About this task:
Each line of the listing below, from the very first to the one that contains "pub fn events(ids: Range<usize>)", is to be retyped exactly as it stands.
[Exercise materials]
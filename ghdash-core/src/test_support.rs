//! Builders shared by unit tests

use std::collections::BTreeMap;
use std::ops::Range;

use chrono::{TimeZone, Utc};

use crate::model::{Actor, Event, EventRepo, Gist, GistFile, Item, Payload, Repo};

pub fn event(id: &str, kind: &str, actor: &str, repo_name: &str) -> Item {
    Item::Event(Event {
        id: id.to_string(),
        kind: kind.to_string(),
        actor: Actor {
            id: 1,
            login: actor.to_string(),
            display_login: None,
            avatar_url: String::new(),
            url: String::new(),
        },
        repo: EventRepo {
            id: 1,
            name: repo_name.to_string(),
            url: String::new(),
        },
        payload: Payload::default(),
        public: true,
        created_at: Utc.with_ymd_and_hms(2024, 1, 1, 0, 0, 0).unwrap(),
    })
}

/// Push events with ids taken from `ids`
pub fn events(ids: Range<usize>) -> Vec<Item> {
    ids.map(|i| event(&i.to_string(), "PushEvent", "octocat", "octocat/Hello-World"))
        .collect()
}

pub fn repo(id: u64, name: &str, description: Option<&str>) -> Item {
    Item::Repo(Repo {
        id,
        name: name.to_string(),
        full_name: format!("octocat/{}", name),
        html_url: format!("https://github.com/octocat/{}", name),
        description: description.map(String::from),
        language: None,
        stargazers_count: 0,
        watchers_count: 0,
        forks_count: 0,
        size: 0,
        archived: false,
        updated_at: None,
    })
}

pub fn gist(id: &str, files: &[&str], description: Option<&str>) -> Item {
    let files: BTreeMap<String, GistFile> = files
        .iter()
        .map(|name| {
            (
                name.to_string(),
                GistFile {
                    filename: name.to_string(),
                    language: None,
                    raw_url: String::new(),
                    size: 0,
                },
            )
        })
        .collect();
    Item::Gist(Gist {
        id: id.to_string(),
        html_url: format!("https://gist.github.com/{}", id),
        description: description.map(String::from),
        created_at: Utc.with_ymd_and_hms(2024, 1, 1, 0, 0, 0).unwrap(),
        updated_at: Utc.with_ymd_and_hms(2024, 1, 2, 0, 0, 0).unwrap(),
        files,
        comments: 0,
    })
}
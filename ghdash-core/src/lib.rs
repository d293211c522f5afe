//! ghdash-core - incremental list controller for a public activity API
//!
//! This crate provides:
//! - The record model (events, repositories, gists, profiles)
//! - `EntityKind`, the per-kind dispatch table (endpoint, search predicate,
//!   category classifier, activation policy)
//! - A pure filter engine over loaded items
//! - `ListState`, the fetch/merge/error/exhaustion state machine, and
//!   `ListController`, its async wrapper over a `CollectionSource`
//! - `Dashboard`, the navigation session owning profile, tab and list
//!
//! ## Architecture
//!
//! ```text
//! Shell intents ──▶ ListController ──▶ CollectionSource::fetch_page
//!   (load_more,        │  begin ▲ finish(ticket)         (ghdash-github)
//!    search, filter)   ▼        │
//!                    ListState ── generation check drops stale pages
//!                      │
//!                      ▼
//!                   ListView { items: visible(..), is_loading, has_more, .. }
//! ```

pub mod config;
pub mod controller;
pub mod dashboard;
pub mod error;
pub mod filter;
pub mod kind;
pub mod links;
pub mod model;
pub mod source;
pub mod state;
pub mod view;

#[cfg(test)]
mod test_support;

pub use config::DashConfig;
pub use controller::{Activation, ListController};
pub use dashboard::{Dashboard, Screen};
pub use error::{ConfigError, ErrorKind, FetchError, FetchResult};
pub use filter::{visible, CategoryFilter, FilterState, Placeholder, ALL_CATEGORIES};
pub use kind::{ActivationPolicy, EntityKind};
pub use links::{LinkResolver, WebLinks};
pub use model::{Event, Gist, Item, Repo, User};
pub use source::{CollectionSource, ProfileSource};
pub use state::{Completion, ListState, PageTicket};
pub use view::ListView;
use serde::{Deserialize, Serialize};
use std::env;
use std::fs;
use std::path::{Path, PathBuf};

use crate::error::ConfigError;
use crate::kind::EntityKind;

/// Upstream default page size
pub const DEFAULT_PER_PAGE: u32 = 30;

/// Largest page size the API accepts
pub const MAX_PER_PAGE: u32 = 100;

/// Configuration for ghdash, read from ~/.ghdash/config.toml
#[derive(Debug, Clone, Default, PartialEq, Serialize, Deserialize)]
pub struct DashConfig {
    #[serde(default)]
    pub api: ApiConfig,
    #[serde(default)]
    pub display: DisplayConfig,
}

#[derive(Debug, Clone, PartialEq, Serialize, Deserialize)]
#[serde(default)]
pub struct ApiConfig {
    /// REST API root
    pub base_url: String,
    /// Web UI root used for external links
    pub web_url: String,
    pub per_page: u32,
    pub user_agent: String,
    pub timeout_secs: u64,
}

impl Default for ApiConfig {
    fn default() -> Self {
        Self {
            base_url: "https://api.github.com".to_string(),
            web_url: "https://github.com".to_string(),
            per_page: DEFAULT_PER_PAGE,
            user_agent: concat!("ghdash/", env!("CARGO_PKG_VERSION")).to_string(),
            timeout_secs: 15,
        }
    }
}

#[derive(Debug, Clone, PartialEq, Serialize, Deserialize)]
#[serde(default)]
pub struct DisplayConfig {
    pub default_tab: EntityKind,
}

impl Default for DisplayConfig {
    fn default() -> Self {
        Self {
            default_tab: EntityKind::Activity,
        }
    }
}

impl DashConfig {
    /// Load config from the default location, falling back to defaults when
    /// the file does not exist. Environment overrides are applied last.
    pub fn load() -> Result<Self, ConfigError> {
        let mut config = Self::load_from(&Self::config_path())?;
        config.apply_env_overrides()?;
        Ok(config)
    }

    /// Load config from an explicit path without environment overrides
    pub fn load_from(path: &Path) -> Result<Self, ConfigError> {
        if !path.exists() {
            return Ok(Self::default());
        }

        let content = fs::read_to_string(path).map_err(|source| ConfigError::Read {
            path: path.to_path_buf(),
            source,
        })?;

        let mut config: Self = toml::from_str(&content).map_err(|source| ConfigError::Parse {
            path: path.to_path_buf(),
            source,
        })?;
        config.normalize();
        Ok(config)
    }

    /// Config file path: $GHDASH_CONFIG or ~/.ghdash/config.toml
    pub fn config_path() -> PathBuf {
        if let Ok(path) = env::var("GHDASH_CONFIG") {
            return PathBuf::from(path);
        }
        dirs::home_dir()
            .unwrap_or_else(|| PathBuf::from("."))
            .join(".ghdash/config.toml")
    }

    /// Apply GHDASH_API_URL and GHDASH_PER_PAGE
    fn apply_env_overrides(&mut self) -> Result<(), ConfigError> {
        if let Ok(url) = env::var("GHDASH_API_URL") {
            self.api.base_url = url;
        }
        if let Ok(raw) = env::var("GHDASH_PER_PAGE") {
            self.api.per_page = raw.trim().parse().map_err(|_| ConfigError::Invalid {
                key: "GHDASH_PER_PAGE".to_string(),
                reason: format!("'{}' is not a positive integer", raw),
            })?;
        }
        self.normalize();
        Ok(())
    }

    /// Clamp page size and strip trailing slashes from URLs
    fn normalize(&mut self) {
        self.api.per_page = self.api.per_page.clamp(1, MAX_PER_PAGE);
        self.api.base_url = self.api.base_url.trim_end_matches('/').to_string();
        self.api.web_url = self.api.web_url.trim_end_matches('/').to_string();
    }

    /// Render as TOML for `config show` / `config init`
    pub fn to_toml(&self) -> Result<String, ConfigError> {
        toml::to_string_pretty(self).map_err(|err| ConfigError::Invalid {
            key: "config".to_string(),
            reason: err.to_string(),
        })
    }
}

#[cfg(test)]
mod tests {
    use super::*;
    use std::io::Write;
    use tempfile::NamedTempFile;

    #[test]
    fn missing_file_yields_defaults() {
        let dir = tempfile::tempdir().unwrap();
        let config = DashConfig::load_from(&dir.path().join("absent.toml")).unwrap();
        assert_eq!(config, DashConfig::default());
        assert_eq!(config.api.per_page, 30);
    }

    #[test]
    fn partial_file_merges_with_defaults() {
        let mut file = NamedTempFile::new().unwrap();
        writeln!(
            file,
            "[api]\nbase_url = \"https://ghe.example.com/api/v3/\"\nper_page = 500\n\n[display]\ndefault_tab = \"snippet\""
        )
        .unwrap();

        let config = DashConfig::load_from(file.path()).unwrap();
        assert_eq!(config.api.base_url, "https://ghe.example.com/api/v3");
        assert_eq!(config.api.per_page, MAX_PER_PAGE);
        assert_eq!(config.api.timeout_secs, 15);
        assert_eq!(config.display.default_tab, EntityKind::Snippet);
    }

    #[test]
    fn invalid_toml_reports_path() {
        let mut file = NamedTempFile::new().unwrap();
        writeln!(file, "[api\nbase_url = ").unwrap();
        let err = DashConfig::load_from(file.path()).unwrap_err();
        assert!(matches!(err, ConfigError::Parse { .. }));
    }

    #[test]
    fn toml_round_trip() {
        let config = DashConfig::default();
        let rendered = config.to_toml().unwrap();
        assert!(rendered.contains("default_tab = \"activity\""));
        let parsed: DashConfig = toml::from_str(&rendered).unwrap();
        assert_eq!(parsed, config);
    }
}
//! Navigation session: current profile, active tab and its list
//!
//! Owns the controller explicitly so rebinding on a subject or tab change
//! is a method call rather than a side effect of rendering.

use std::sync::Arc;

use tracing::info;

use crate::controller::ListController;
use crate::error::{FetchError, FetchResult};
use crate::kind::EntityKind;
use crate::model::User;
use crate::source::{CollectionSource, ProfileSource};
use crate::state::Completion;

/// Which screen the shell should be showing
#[derive(Debug, Clone, Copy, PartialEq, Eq)]
pub enum Screen {
    Search,
    List,
}

pub struct Dashboard<P: ?Sized, S: ?Sized> {
    profiles: Arc<P>,
    source: Arc<S>,
    tab: EntityKind,
    user: Option<User>,
    list: Option<ListController<S>>,
}

impl<P, S> Dashboard<P, S>
where
    P: ProfileSource + ?Sized,
    S: CollectionSource + ?Sized,
{
    pub fn new(profiles: Arc<P>, source: Arc<S>, default_tab: EntityKind) -> Self {
        Self {
            profiles,
            source,
            tab: default_tab,
            user: None,
            list: None,
        }
    }

    /// Look up `username` and open its list on the active tab.
    ///
    /// On failure the previous profile and list are left untouched, so the
    /// caller stays on whatever screen it was showing.
    pub async fn search(&mut self, username: &str) -> FetchResult<&User> {
        let username = username.trim();
        if username.is_empty() {
            return Err(FetchError::invalid_subject("username is empty"));
        }

        let user = self.profiles.fetch_user(username).await?;
        info!(login = %user.login, tab = %self.tab, "Opening dashboard");

        match &self.list {
            Some(list) => {
                list.rebind(user.login.clone(), self.tab).await;
            }
            None => {
                let list = ListController::initialize(Arc::clone(&self.source), user.login.clone(), self.tab).await;
                self.list = Some(list);
            }
        }

        let user = self.user.insert(user);
        Ok(&*user)
    }

    /// Switch tabs. Re-selecting the active tab does nothing.
    pub async fn select_tab(&mut self, kind: EntityKind) -> Option<Completion> {
        if kind == self.tab {
            return None;
        }
        self.tab = kind;
        let (list, user) = (self.list.as_ref()?, self.user.as_ref()?);
        list.rebind(user.login.clone(), kind).await
    }

    /// Back to the search screen; all list state is dropped
    pub fn go_home(&mut self) {
        self.user = None;
        self.list = None;
    }

    pub fn screen(&self) -> Screen {
        if self.user.is_some() {
            Screen::List
        } else {
            Screen::Search
        }
    }

    pub fn user(&self) -> Option<&User> {
        self.user.as_ref()
    }

    pub fn tab(&self) -> EntityKind {
        self.tab
    }

    pub fn list(&self) -> Option<&ListController<S>> {
        self.list.as_ref()
    }
}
[/Exercise materials]
Task solution:
filename ghdash-core/src/test_support.rs
//! Builders shared by unit tests

use std::collections::BTreeMap;
use std::ops::Range;

use chrono::{TimeZone, Utc};

use crate::model::{Actor, Event, EventRepo, Gist, GistFile, Item, Payload, Repo};

pub fn event(id: &str, kind: &str, actor: &str, repo_name: &str) -> Item {
    Item::Event(Event {
        id: id.to_string(),
        kind: kind.to_string(),
        actor: Actor {
            id: 1,
            login: actor.to_string(),
            display_login: None,
            avatar_url: String::new(),
            url: String::new(),
        },
        repo: EventRepo {
            id: 1,
            name: repo_name.to_string(),
            url: String::new(),
        },
        payload: Payload::default(),
        public: true,
        created_at: Utc.with_ymd_and_hms(2024, 1, 1, 0, 0, 0).unwrap(),
    })
}

/// Push events with ids taken from `ids`
pub fn events(ids: Range<usize>) -> Vec<Item> {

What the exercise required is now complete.